◆ WHAT YOU WILL DO ◆
Your job is to report every line of the entries that has "DanglingReference".

------

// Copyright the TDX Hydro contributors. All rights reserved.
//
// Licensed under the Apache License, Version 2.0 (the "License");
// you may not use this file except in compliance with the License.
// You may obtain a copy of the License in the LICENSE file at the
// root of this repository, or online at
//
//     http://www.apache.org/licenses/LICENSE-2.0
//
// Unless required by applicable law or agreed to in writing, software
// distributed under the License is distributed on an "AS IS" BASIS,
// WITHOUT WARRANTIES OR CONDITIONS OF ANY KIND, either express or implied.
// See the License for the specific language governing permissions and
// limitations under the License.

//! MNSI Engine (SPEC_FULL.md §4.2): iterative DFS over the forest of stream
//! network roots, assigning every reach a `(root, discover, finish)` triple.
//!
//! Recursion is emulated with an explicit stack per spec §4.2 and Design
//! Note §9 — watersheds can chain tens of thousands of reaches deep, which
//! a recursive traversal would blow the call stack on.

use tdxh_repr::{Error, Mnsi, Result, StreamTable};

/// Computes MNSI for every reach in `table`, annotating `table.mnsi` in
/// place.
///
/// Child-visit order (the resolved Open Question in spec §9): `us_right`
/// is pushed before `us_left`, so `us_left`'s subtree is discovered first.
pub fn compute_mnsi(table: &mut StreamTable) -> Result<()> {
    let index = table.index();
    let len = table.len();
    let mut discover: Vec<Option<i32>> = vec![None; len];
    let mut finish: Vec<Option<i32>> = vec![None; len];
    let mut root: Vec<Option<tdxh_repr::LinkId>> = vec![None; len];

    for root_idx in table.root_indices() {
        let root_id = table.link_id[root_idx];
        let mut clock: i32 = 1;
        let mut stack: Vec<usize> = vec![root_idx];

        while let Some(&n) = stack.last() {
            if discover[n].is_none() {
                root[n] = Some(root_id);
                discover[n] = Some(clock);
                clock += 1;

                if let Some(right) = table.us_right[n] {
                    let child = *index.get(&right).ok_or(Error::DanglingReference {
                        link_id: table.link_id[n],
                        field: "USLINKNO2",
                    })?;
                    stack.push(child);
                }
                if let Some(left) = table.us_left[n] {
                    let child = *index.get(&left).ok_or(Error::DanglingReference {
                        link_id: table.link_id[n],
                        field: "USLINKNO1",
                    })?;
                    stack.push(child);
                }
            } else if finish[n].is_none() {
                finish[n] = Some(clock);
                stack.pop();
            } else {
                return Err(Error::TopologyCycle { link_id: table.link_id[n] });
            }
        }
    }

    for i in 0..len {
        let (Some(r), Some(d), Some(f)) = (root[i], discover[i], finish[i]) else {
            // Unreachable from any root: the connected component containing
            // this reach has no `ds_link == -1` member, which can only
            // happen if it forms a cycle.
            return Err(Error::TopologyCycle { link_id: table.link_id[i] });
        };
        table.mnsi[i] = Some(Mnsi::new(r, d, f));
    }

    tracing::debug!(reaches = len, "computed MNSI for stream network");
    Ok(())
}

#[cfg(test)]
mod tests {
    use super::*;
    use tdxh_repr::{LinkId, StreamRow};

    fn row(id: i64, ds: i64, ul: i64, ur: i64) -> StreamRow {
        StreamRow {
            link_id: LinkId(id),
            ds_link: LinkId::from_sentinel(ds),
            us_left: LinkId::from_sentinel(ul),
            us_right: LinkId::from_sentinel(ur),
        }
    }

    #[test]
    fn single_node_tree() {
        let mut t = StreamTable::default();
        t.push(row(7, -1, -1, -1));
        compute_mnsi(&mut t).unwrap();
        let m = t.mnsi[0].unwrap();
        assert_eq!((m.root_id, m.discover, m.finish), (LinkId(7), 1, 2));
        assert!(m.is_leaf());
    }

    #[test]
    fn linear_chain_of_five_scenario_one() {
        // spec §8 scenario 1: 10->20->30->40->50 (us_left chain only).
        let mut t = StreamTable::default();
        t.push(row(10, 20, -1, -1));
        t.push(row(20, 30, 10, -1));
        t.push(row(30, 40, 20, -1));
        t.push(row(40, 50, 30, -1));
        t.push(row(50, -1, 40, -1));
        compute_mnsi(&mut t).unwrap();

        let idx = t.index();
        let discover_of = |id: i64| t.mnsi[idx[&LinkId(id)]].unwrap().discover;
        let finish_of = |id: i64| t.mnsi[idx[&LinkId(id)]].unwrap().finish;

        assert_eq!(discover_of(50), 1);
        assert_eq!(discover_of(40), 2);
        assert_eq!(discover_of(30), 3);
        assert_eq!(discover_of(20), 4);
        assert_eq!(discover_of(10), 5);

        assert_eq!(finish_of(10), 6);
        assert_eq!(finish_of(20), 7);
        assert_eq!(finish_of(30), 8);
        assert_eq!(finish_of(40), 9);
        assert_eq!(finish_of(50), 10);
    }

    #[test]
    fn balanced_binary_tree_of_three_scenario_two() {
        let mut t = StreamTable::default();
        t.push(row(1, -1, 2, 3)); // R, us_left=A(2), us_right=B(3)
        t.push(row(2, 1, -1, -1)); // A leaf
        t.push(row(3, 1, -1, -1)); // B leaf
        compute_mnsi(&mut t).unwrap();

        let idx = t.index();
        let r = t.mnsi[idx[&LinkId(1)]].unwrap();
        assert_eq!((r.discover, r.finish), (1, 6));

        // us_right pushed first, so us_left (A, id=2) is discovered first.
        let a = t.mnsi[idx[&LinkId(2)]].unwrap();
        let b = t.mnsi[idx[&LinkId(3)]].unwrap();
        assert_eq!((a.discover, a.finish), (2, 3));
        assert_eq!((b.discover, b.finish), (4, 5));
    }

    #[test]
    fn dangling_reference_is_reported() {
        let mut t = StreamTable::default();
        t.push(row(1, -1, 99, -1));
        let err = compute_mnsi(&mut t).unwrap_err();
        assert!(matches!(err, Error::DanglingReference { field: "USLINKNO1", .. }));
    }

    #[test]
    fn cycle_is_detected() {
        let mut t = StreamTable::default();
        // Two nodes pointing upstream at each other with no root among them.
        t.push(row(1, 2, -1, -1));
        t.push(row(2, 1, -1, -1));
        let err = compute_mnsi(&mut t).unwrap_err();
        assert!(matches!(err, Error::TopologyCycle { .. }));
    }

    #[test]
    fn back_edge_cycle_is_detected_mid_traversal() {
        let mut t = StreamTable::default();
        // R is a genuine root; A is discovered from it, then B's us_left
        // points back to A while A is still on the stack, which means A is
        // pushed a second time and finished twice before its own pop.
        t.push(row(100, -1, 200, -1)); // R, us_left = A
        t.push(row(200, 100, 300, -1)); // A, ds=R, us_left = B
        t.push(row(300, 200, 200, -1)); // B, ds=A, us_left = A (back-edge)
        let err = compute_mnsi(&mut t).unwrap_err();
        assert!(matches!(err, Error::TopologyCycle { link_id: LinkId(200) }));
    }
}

------

◆ WRITTEN REPLY ◆
                    let child = *index.get(&right).ok_or(Error::DanglingReference {
                    let child = *index.get(&left).ok_or(Error::DanglingReference {
        assert!(matches!(err, Error::DanglingReference { field: "USLINKNO1", .. }));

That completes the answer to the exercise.